NANOGEN INC
10-Q, EX-10.12, 2000-11-14
LABORATORY ANALYTICAL INSTRUMENTS
Previous: NANOGEN INC, 10-Q, EX-10.11, 2000-11-14
Next: NANOGEN INC, 10-Q, EX-10.13, 2000-11-14



<PAGE>

                                                                  EXHIBIT 10.12

                     FIRST AMENDMENT TO EMPLOYMENT AGREEMENT

     This First Amendment to Employment Agreement ("Amendment"), effective as of
July 28, 2000, is made by and between NANOGEN, INC., a Delaware corporation (the
"Company"), and MICHAEL D. MOORE (the "Executive").

                                    RECITALS

     WHEREAS, the Company and Executive have entered into an Employment
Agreement, dated June 15, 2000 (the "Employment Agreement"); and

     WHEREAS, the Company and Executive wish to amend the Employment Agreement
as described herein.

     NOW, THEREFORE, the Company and Executive, in consideration of the
Executive's continued employment with the Company, agree as follows:

                                      TERMS

1.   SECTION 280G. In Article III, Section E SECTION 280G relating to
     restrictions on payments made pursuant to the Employment Agreement that may
     be considered "excess parachute payments" during Change of Control events
     as defined therein, shall be deleted in its entirety.
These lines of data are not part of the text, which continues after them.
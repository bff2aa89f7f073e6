use std::collections::HashMap;
use std::fmt::Display;

use indextree::{Arena, NodeId};

use crate::math::transform::rad_to_deg;
use crate::node::{random_id, SkeleNode};

use super::{graft, SkeleError, SkeleResult, Skeleton, SubtreeItems};

impl Skeleton {
	/// Reparents `child` under `parent`, after its existing children.
	///
	/// The child gets a fresh id if it has none, and its whole subtree moves to `parent`'s tree.
	pub fn add(&mut self, parent: NodeId, child: NodeId) -> SkeleResult<()> {
		if parent == child {
			return Err(SkeleError::SelfParent);
		}
		let (Some(old_root), Some(new_root)) = (self.root_of(child), self.root_of(parent)) else {
			return Err(SkeleError::Removed);
		};

		parent.checked_append(child, &mut self.arena)?;
		self.set_root_rec(child, new_root);
		self.invalidate(old_root);
		self.invalidate(new_root);

		if self.arena[child].get().id.is_none() {
			let id = self.unused_id(new_root);
			tracing::trace!("Assigned id {id:?} to node {child:?}");
			self.arena[child].get_mut().id = Some(id);
		}

		Ok(())
	}

	/// Allocates `node` as the last child of the live node `parent`, assigning an id if needed.
	pub(crate) fn spawn(&mut self, parent: NodeId, node: SkeleNode) -> NodeId {
		let root = self.root_of(parent).unwrap_or(parent);
		let child = self.arena.new_node(node);
		parent.append(child, &mut self.arena);
		self.invalidate(root);

		let child_node = self.arena[child].get_mut();
		child_node.root = Some(root);
		if child_node.id.is_none() {
			let id = self.unused_id(root);
			self.arena[child].get_mut().id = Some(id);
		}
		child
	}

	/// Detaches `id` from its parent, making it the root of its own tree. No-op on roots.
	pub fn remove(&mut self, id: NodeId) {
		let Some(old_root) = self.root_of(id) else {
			return;
		};
		if self.parent(id).is_none() {
			return;
		}

		id.detach(&mut self.arena);
		self.set_root_rec(id, id);
		self.invalidate(old_root);
		self.invalidate(id);
	}

	/// Removes the subtree at `id` from the arena. Its handles become stale.
	pub fn delete(&mut self, id: NodeId) -> SkeleResult<()> {
		if id == self.root {
			return Err(SkeleError::DeleteMainRoot);
		}
		let root = self.root_of(id).ok_or(SkeleError::Removed)?;

		id.remove_subtree(&mut self.arena);
		self.invalidate(root);
		self.invalidate(id);
		Ok(())
	}

	/// Renames a node. The new id must not be used elsewhere in its tree.
	pub fn set_id(&mut self, id: NodeId, new_id: Option<String>) -> SkeleResult<()> {
		let root = self.root_of(id).ok_or(SkeleError::Removed)?;
		if let Some(new_id) = &new_id {
			if self.find_id_from(root, new_id).is_some_and(|found| found != id) {
				return Err(SkeleError::DuplicateId(new_id.clone()));
			}
		}

		self.arena[id].get_mut().id = new_id;
		self.invalidate(root);
		Ok(())
	}

	/// Looks `id` up in the main tree.
	pub fn find_id(&self, id: &str) -> Option<NodeId> {
		self.find_id_from(self.root, id)
	}

	/// Looks `id` up in whichever tree `node` belongs to.
	///
	/// The first lookup after a structural change walks the whole tree; later ones hit the cache.
	pub fn find_id_from(&self, node: NodeId, id: &str) -> Option<NodeId> {
		let root = self.root_of(node)?;
		let mut lookup = self.lookup.borrow_mut();
		let ids = lookup.entry(root).or_insert_with(|| {
			tracing::trace!("Rebuilding id lookup for root {root:?}");
			let mut ids = HashMap::new();
			for (handle, node) in self.walk_nodes(root) {
				if let Some(id) = &node.id {
					ids.entry(id.clone()).or_insert(handle);
				}
			}
			ids
		});
		ids.get(id).copied()
	}

	/// Pre-order handles of the subtree at `id`: parents before children, siblings in order.
	///
	/// Each call starts a fresh walk. Stale handles yield nothing.
	pub fn walk(&self, id: NodeId) -> impl Iterator<Item = NodeId> + '_ {
		self.contains(id)
			.then(|| id.descendants(&self.arena))
			.into_iter()
			.flatten()
	}

	/// Same order as [`Self::walk`], paired with node data.
	pub fn walk_nodes(&self, id: NodeId) -> impl Iterator<Item = (NodeId, &SkeleNode)> + '_ {
		self.walk(id).map(|handle| (handle, self.arena[handle].get()))
	}

	/// Deep-copies the subtree at `id`, below `parent` or as a new detached root.
	///
	/// Ids are copied verbatim, so a copy placed inside its source tree shares them.
	pub fn clone_subtree(&mut self, id: NodeId, parent: Option<NodeId>) -> SkeleResult<NodeId> {
		if !self.contains(id) {
			return Err(SkeleError::Removed);
		}
		let parent_root = match parent {
			Some(parent) => Some(self.root_of(parent).ok_or(SkeleError::Removed)?),
			None => None,
		};

		let items = self.collect_subtree(id);
		let copy = graft(&mut self.arena, items, parent).ok_or(SkeleError::Removed)?;
		if let Some(root) = parent_root {
			self.invalidate(root);
		}
		Ok(copy)
	}

	/// Copies the subtree at `id` into a new skeleton whose main root is the copy of `id`.
	pub fn extract(&self, id: NodeId) -> Option<Skeleton> {
		if !self.contains(id) {
			return None;
		}
		let mut arena = Arena::new();
		let root = graft(&mut arena, self.collect_subtree(id), None)?;

		Some(Skeleton {
			arena,
			root,
			lookup: Default::default(),
		})
	}

	pub(super) fn collect_subtree(&self, id: NodeId) -> SubtreeItems {
		self.walk(id)
			.map(|handle| {
				let node = &self.arena[handle];
				(handle, node.parent(), node.get().clone())
			})
			.collect()
	}

	fn set_root_rec(&mut self, id: NodeId, root: NodeId) {
		let subtree = self.walk(id).collect::<Vec<_>>();
		for handle in subtree {
			self.arena[handle].get_mut().root = Some(root);
		}
	}

	fn unused_id(&self, root: NodeId) -> String {
		loop {
			let id = random_id();
			if !self.walk_nodes(root).any(|(_, node)| node.id() == Some(id.as_str())) {
				return id;
			}
		}
	}
}

fn rec_fmt(
	indent: usize,
	f: &mut std::fmt::Formatter<'_>,
	node_id: NodeId,
	arena: &Arena<SkeleNode>,
) -> std::fmt::Result {
	let Some(node) = arena.get(node_id) else {
		return Ok(());
	};
	let node = node.get();

	let id = node.id().unwrap_or("(anonymous)");
	#[cfg(feature = "owo")]
	let id = {
		use owo_colors::OwoColorize;
		id.magenta()
	};

	write!(
		f,
		"{}- [{}] {:.1}° x{:.3}",
		"  ".repeat(indent),
		id,
		rad_to_deg(node.angle()),
		node.mag()
	)?;
	if let Some(uri) = &node.uri {
		#[cfg(feature = "owo")]
		let uri = {
			use owo_colors::OwoColorize;
			uri.green()
		};
		write!(f, " {uri}")?;
	}
	if node.hidden {
		write!(f, " (hidden)")?;
	}
	writeln!(f)?;

	for child in node_id.children(arena) {
		rec_fmt(indent + 1, f, child, arena)?;
	}

	Ok(())
}

impl Display for Skeleton {
	fn fmt(&self, f: &mut std::fmt::Formatter<'_>) -> std::fmt::Result {
		if !self.contains(self.root) {
			return write!(f, "(empty)");
		}
		rec_fmt(0, f, self.root, &self.arena)
	}
}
2.   REMAINDER OF AGREEMENT. The other terms and conditions contained in the
     Employment Agreement shall remain in effect pursuant to the Employment
     Agreement and such terms and conditions, where applicable, shall also
     govern this Amendment.

3.   GOVERNING LAW. This Amendment shall be construed in accordance with the
     laws of the State of California, notwithstanding its conflicts of law
     provisions.

4.   EXECUTIVE ACKNOWLEDGMENT. Executive acknowledges (a) that he has consulted
     with or has had the opportunity to consult with independent counsel of his
     own choice concerning this Amendment, and has been advised to do so by the
     Company, and (b) that he has read and understands this Amendment, is fully
     aware of its legal effect, and has entered into it freely based on his own
     judgment.

5.   COUNTERPARTS. This Amendment may be executed in one or more counterparts,
     all of which taken together constituted one and the same agreement.


<PAGE>

       Executed by the parties as of the day and year first above written.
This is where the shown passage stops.